=== SUPPLIED MATERIAL ===

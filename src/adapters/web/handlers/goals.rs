//! Savings goals.

use axum::{
    Form, Json,
    extract::{Path, State},
    http::StatusCode,
};
use serde::Deserialize;
use std::str::FromStr;
use std::sync::Arc;

use super::{current_user, parse_date, parse_decimal, today};
use crate::adapters::web::AppState;
use crate::adapters::web::auth::AuthSession;
use crate::adapters::web::error::WebError;
use crate::domain::error::PaisaError;
use crate::domain::goals::{FinancialGoal, GoalType, GoalView, NewGoal};

#[derive(Debug, Deserialize)]
pub struct GoalForm {
    pub title: String,
    pub goal_type: String,
    pub target_amount: String,
    pub target_date: String,
}

#[derive(Debug, Deserialize)]
pub struct ContributionForm {
    pub amount: String,
}

impl TryFrom<GoalForm> for NewGoal {
    type Error = PaisaError;

    fn try_from(form: GoalForm) -> Result<Self, Self::Error> {
        Ok(NewGoal {
            title: form.title.trim().to_string(),
            goal_type: GoalType::from_str(form.goal_type.trim())?,
            target_amount: parse_decimal("target_amount", &form.target_amount)?,
            target_date: parse_date("target_date", &form.target_date)?,
        })
    }
}

pub async fn goals(
    State(state): State<Arc<AppState>>,
    auth: AuthSession,
) -> Result<Json<Vec<GoalView>>, WebError> {
    let user = current_user(&auth)?;
    Ok(Json(state.store.list_goals(&user)?))
}

pub async fn create_goal(
    State(state): State<Arc<AppState>>,
    auth: AuthSession,
    Form(form): Form<GoalForm>,
) -> Result<(StatusCode, Json<FinancialGoal>), WebError> {
    let user = current_user(&auth)?;
    let goal = NewGoal::try_from(form)?;
    Ok((
        StatusCode::CREATED,
        Json(state.store.create_goal(&user, &goal, today())?),
    ))
}

pub async fn contribute(
    State(state): State<Arc<AppState>>,
    auth: AuthSession,
    Path(goal_id): Path<i64>,
    Form(form): Form<ContributionForm>,
) -> Result<Json<FinancialGoal>, WebError> {
    let user = current_user(&auth)?;
    let amount = parse_decimal("amount", &form.amount)?;
    Ok(Json(state.store.contribute(&user, goal_id, amount)?))
}
//! Budgets, expenses and the spending analysis built on them.

use axum::{
    Form, Json,
    extract::{Query, State},
    http::StatusCode,
};
use serde::Deserialize;
use serde_json::json;
use std::sync::Arc;

use super::{checkbox, current_user, parse_date, parse_decimal, parse_optional_int, query_number, today};
use crate::adapters::web::AppState;
use crate::adapters::web::auth::AuthSession;
use crate::adapters::web::error::WebError;
use crate::domain::analysis::{BudgetAnalysis, ExpenseForecast, TREND_MONTHS};
use crate::domain::budget::{BudgetOverview, Expense, NewBudget, NewExpense, RECENT_EXPENSES};
use crate::domain::error::PaisaError;

#[derive(Debug, Deserialize)]
pub struct PeriodQuery {
    pub month: Option<String>,
    pub year: Option<String>,
}

#[derive(Debug, Deserialize)]
pub struct ExpenseForm {
    pub description: String,
    pub amount: String,
    pub date: String,
    #[serde(default)]
    pub category_id: Option<String>,
    #[serde(default)]
    pub is_recurring: Option<String>,
}

impl TryFrom<ExpenseForm> for NewExpense {
    type Error = PaisaError;

    fn try_from(form: ExpenseForm) -> Result<Self, Self::Error> {
        Ok(NewExpense {
            description: form.description.trim().to_string(),
            amount: parse_decimal("amount", &form.amount)?,
            date: parse_date("date", &form.date)?,
            category_id: parse_optional_int("category_id", form.category_id.as_deref())?,
            is_recurring: checkbox(form.is_recurring.as_deref()),
        })
    }
}

pub async fn budgets(
    State(state): State<Arc<AppState>>,
    auth: AuthSession,
) -> Result<Json<Vec<BudgetOverview>>, WebError> {
    let user = current_user(&auth)?;
    Ok(Json(state.store.list_budgets(&user)?))
}

/// Categories are optional; the configured defaults fill an empty list.
pub async fn create_budget(
    State(state): State<Arc<AppState>>,
    auth: AuthSession,
    Json(budget): Json<NewBudget>,
) -> Result<(StatusCode, Json<BudgetOverview>), WebError> {
    let user = current_user(&auth)?;
    let overview = state.store.create_budget(&user, &budget, today())?;
    Ok((StatusCode::CREATED, Json(overview)))
}

pub async fn analysis(
    State(state): State<Arc<AppState>>,
    auth: AuthSession,
    Query(query): Query<PeriodQuery>,
) -> Result<Json<BudgetAnalysis>, WebError> {
    let user = current_user(&auth)?;
    let month = query_number(query.month.as_deref());
    let year = query_number(query.year.as_deref());
    Ok(Json(state.store.budget_analysis(&user, month, year, today())?))
}

pub async fn expenses(
    State(state): State<Arc<AppState>>,
    auth: AuthSession,
) -> Result<Json<serde_json::Value>, WebError> {
    let user = current_user(&auth)?;
    let recent = state.store.recent_expenses(&user, RECENT_EXPENSES)?;
    let monthly = state
        .store
        .monthly_expense_totals(&user, today(), TREND_MONTHS)?;
    Ok(Json(json!({ "expenses": recent, "monthly_totals": monthly })))
}

pub async fn add_expense(
    State(state): State<Arc<AppState>>,
    auth: AuthSession,
    Form(form): Form<ExpenseForm>,
) -> Result<(StatusCode, Json<Expense>), WebError> {
    let user = current_user(&auth)?;
    let expense = NewExpense::try_from(form)?;
    Ok((StatusCode::CREATED, Json(state.store.add_expense(&user, &expense)?)))
}

pub async fn predictor(
    State(state): State<Arc<AppState>>,
    auth: AuthSession,
) -> Result<Json<ExpenseForecast>, WebError> {
    let user = current_user(&auth)?;
    Ok(Json(state.store.expense_forecast(&user, today())?))
}

#[cfg(test)]
mod tests {
    use super::*;
    use chrono::NaiveDate;
    use rust_decimal_macros::dec;

    #[test]
    fn expense_form_converts() {
        let expense = NewExpense::try_from(ExpenseForm {
            description: " Groceries ".into(),
            amount: "450.75".into(),
            date: "2024-05-02".into(),
            category_id: Some("3".into()),
            is_recurring: Some("on".into()),
        })
        .unwrap();
        assert_eq!(expense.description, "Groceries");
        assert_eq!(expense.amount, dec!(450.75));
        assert_eq!(expense.date, NaiveDate::from_ymd_opt(2024, 5, 2).unwrap());
        assert_eq!(expense.category_id, Some(3));
        assert!(expense.is_recurring);
    }

    #[test]
    fn expense_form_without_category() {
        let expense = NewExpense::try_from(ExpenseForm {
            description: "Bus".into(),
            amount: "20".into(),
            date: "2024-05-02".into(),
            category_id: Some(String::new()),
            is_recurring: None,
        })
        .unwrap();
        assert_eq!(expense.category_id, None);
        assert!(!expense.is_recurring);
    }

    #[test]
    fn expense_form_rejects_bad_amount() {
        let result = NewExpense::try_from(ExpenseForm {
            description: "Bus".into(),
            amount: "twenty".into(),
            date: "2024-05-02".into(),
            category_id: None,
            is_recurring: None,
        });
        assert!(matches!(result, Err(PaisaError::Validation { .. })));
    }
}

===

**REQUIRED WORK:**
Once more, set down the full listing, verbatim.

**TASK SOLUTION:**
filename src/adapters/web/handlers/goals.rs
//! Savings goals.

use axum::{
    Form, Json,
    extract::{Path, State},
    http::StatusCode,
};
use serde::Deserialize;
use std::str::FromStr;
use std::sync::Arc;

use super::{current_user, parse_date, parse_decimal, today};
use crate::adapters::web::AppState;
use crate::adapters::web::auth::AuthSession;
use crate::adapters::web::error::WebError;
use crate::domain::error::PaisaError;
use crate::domain::goals::{FinancialGoal, GoalType, GoalView, NewGoal};

#[derive(Debug, Deserialize)]
pub struct GoalForm {
    pub title: String,
    pub goal_type: String,
    pub target_amount: String,
    pub target_date: String,
}

#[derive(Debug, Deserialize)]
pub struct ContributionForm {
    pub amount: String,
}

impl TryFrom<GoalForm> for NewGoal {
    type Error = PaisaError;

    fn try_from(form: GoalForm) -> Result<Self, Self::Error> {
        Ok(NewGoal {
            title: form.title.trim().to_string(),
            goal_type: GoalType::from_str(form.goal_type.trim())?,
            target_amount: parse_decimal("target_amount", &form.target_amount)?,
            target_date: parse_date("target_date", &form.target_date)?,
        })
    }
}

pub async fn goals(
    State(state): State<Arc<AppState>>,
    auth: AuthSession,
) -> Result<Json<Vec<GoalView>>, WebError> {
    let user = current_user(&auth)?;
    Ok(Json(state.store.list_goals(&user)?))
}

pub async fn create_goal(
    State(state): State<Arc<AppState>>,
    auth: AuthSession,
    Form(form): Form<GoalForm>,
) -> Result<(StatusCode, Json<FinancialGoal>), WebError> {
    let user = current_user(&auth)?;
    let goal = NewGoal::try_from(form)?;
    Ok((
        StatusCode::CREATED,
        Json(state.store.create_goal(&user, &goal, today())?),
    ))
}

pub async fn contribute(
    State(state): State<Arc<AppState>>,
    auth: AuthSession,
    Path(goal_id): Path<i64>,
    Form(form): Form<ContributionForm>,
) -> Result<Json<FinancialGoal>, WebError> {
    let user = current_user(&auth)?;
    let amount = parse_decimal("amount", &form.amount)?;
    Ok(Json(state.store.contribute(&user, goal_id, amount)?))
}
//! Budgets, expenses and the spending analysis built on them.

use axum::{
    Form, Json,
    extract::{Query, State},
    http::StatusCode,
};
use serde::Deserialize;
use serde_json::json;
use std::sync::Arc;

use super::{checkbox, current_user, parse_date, parse_decimal, parse_optional_int, query_number, today};
use crate::adapters::web::AppState;
use crate::adapters::web::auth::AuthSession;
use crate::adapters::web::error::WebError;
use crate::domain::analysis::{BudgetAnalysis, ExpenseForecast, TREND_MONTHS};
use crate::domain::budget::{BudgetOverview, Expense, NewBudget, NewExpense, RECENT_EXPENSES};
use crate::domain::error::PaisaError;

#[derive(Debug, Deserialize)]
pub struct PeriodQuery {
    pub month: Option<String>,
    pub year: Option<String>,
}

#[derive(Debug, Deserialize)]
pub struct ExpenseForm {
    pub description: String,
    pub amount: String,
    pub date: String,
    #[serde(default)]
    pub category_id: Option<String>,
    #[serde(default)]
    pub is_recurring: Option<String>,
}

impl TryFrom<ExpenseForm> for NewExpense {
    type Error = PaisaError;

    fn try_from(form: ExpenseForm) -> Result<Self, Self::Error> {
        Ok(NewExpense {
            description: form.description.trim().to_string(),
            amount: parse_decimal("amount", &form.amount)?,
            date: parse_date("date", &form.date)?,
            category_id: parse_optional_int("category_id", form.category_id.as_deref())?,
            is_recurring: checkbox(form.is_recurring.as_deref()),
        })
    }
}

pub async fn budgets(
    State(state): State<Arc<AppState>>,
    auth: AuthSession,
) -> Result<Json<Vec<BudgetOverview>>, WebError> {
    let user = current_user(&auth)?;
    Ok(Json(state.store.list_budgets(&user)?))
}

/// Categories are optional; the configured defaults fill an empty list.
pub async fn create_budget(
    State(state): State<Arc<AppState>>,
    auth: AuthSession,
    Json(budget): Json<NewBudget>,
) -> Result<(StatusCode, Json<BudgetOverview>), WebError> {
    let user = current_user(&auth)?;
    let overview = state.store.create_budget(&user, &budget, today())?;
    Ok((StatusCode::CREATED, Json(overview)))
}

pub async fn analysis(
    State(state): State<Arc<AppState>>,
    auth: AuthSession,
    Query(query): Query<PeriodQuery>,
) -> Result<Json<BudgetAnalysis>, WebError> {
    let user = current_user(&auth)?;
    let month = query_number(query.month.as_deref());
    let year = query_number(query.year.as_deref());
    Ok(Json(state.store.budget_analysis(&user, month, year, today())?))
}

pub async fn expenses(
    State(state): State<Arc<AppState>>,
    auth: AuthSession,
) -> Result<Json<serde_json::Value>, WebError> {
    let user = current_user(&auth)?;
    let recent = state.store.recent_expenses(&user, RECENT_EXPENSES)?;
    let monthly = state
        .store
        .monthly_expense_totals(&user, today(), TREND_MONTHS)?;
    Ok(Json(json!({ "expenses": recent, "monthly_totals": monthly })))
}

pub async fn add_expense(
    State(state): State<Arc<AppState>>,
    auth: AuthSession,
    Form(form): Form<ExpenseForm>,
) -> Result<(StatusCode, Json<Expense>), WebError> {
    let user = current_user(&auth)?;
    let expense = NewExpense::try_from(form)?;
    Ok((StatusCode::CREATED, Json(state.store.add_expense(&user, &expense)?)))
}

pub async fn predictor(
    State(state): State<Arc<AppState>>,
    auth: AuthSession,
) -> Result<Json<ExpenseForecast>, WebError> {
    let user = current_user(&auth)?;
    Ok(Json(state.store.expense_forecast(&user, today())?))
}

#[cfg(test)]
mod tests {
    use super::*;
    use chrono::NaiveDate;
    use rust_decimal_macros::dec;

    #[test]
    fn expense_form_converts() {
        let expense = NewExpense::try_from(ExpenseForm {
            description: " Groceries ".into(),
            amount: "450.75".into(),
            date: "2024-05-02".into(),
            category_id: Some("3".into()),
            is_recurring: Some("on".into()),
        })
        .unwrap();
        assert_eq!(expense.description, "Groceries");
        assert_eq!(expense.amount, dec!(450.75));
        assert_eq!(expense.date, NaiveDate::from_ymd_opt(2024, 5, 2).unwrap());
        assert_eq!(expense.category_id, Some(3));
        assert!(expense.is_recurring);
    }

    #[test]
    fn expense_form_without_category() {
        let expense = NewExpense::try_from(ExpenseForm {
            description: "Bus".into(),
            amount: "20".into(),
            date: "2024-05-02".into(),
            category_id: Some(String::new()),
            is_recurring: None,
        })
        .unwrap();
        assert_eq!(expense.category_id, None);
        assert!(!expense.is_recurring);
    }

    #[test]
    fn expense_form_rejects_bad_amount() {
        let result = NewExpense::try_from(ExpenseForm {
            description: "Bus".into(),
            amount: "twenty".into(),
            date: "2024-05-02".into(),
            category_id: None,
            is_recurring: None,
        });
        assert!(matches!(result, Err(PaisaError::Validation { .. })));
    }
}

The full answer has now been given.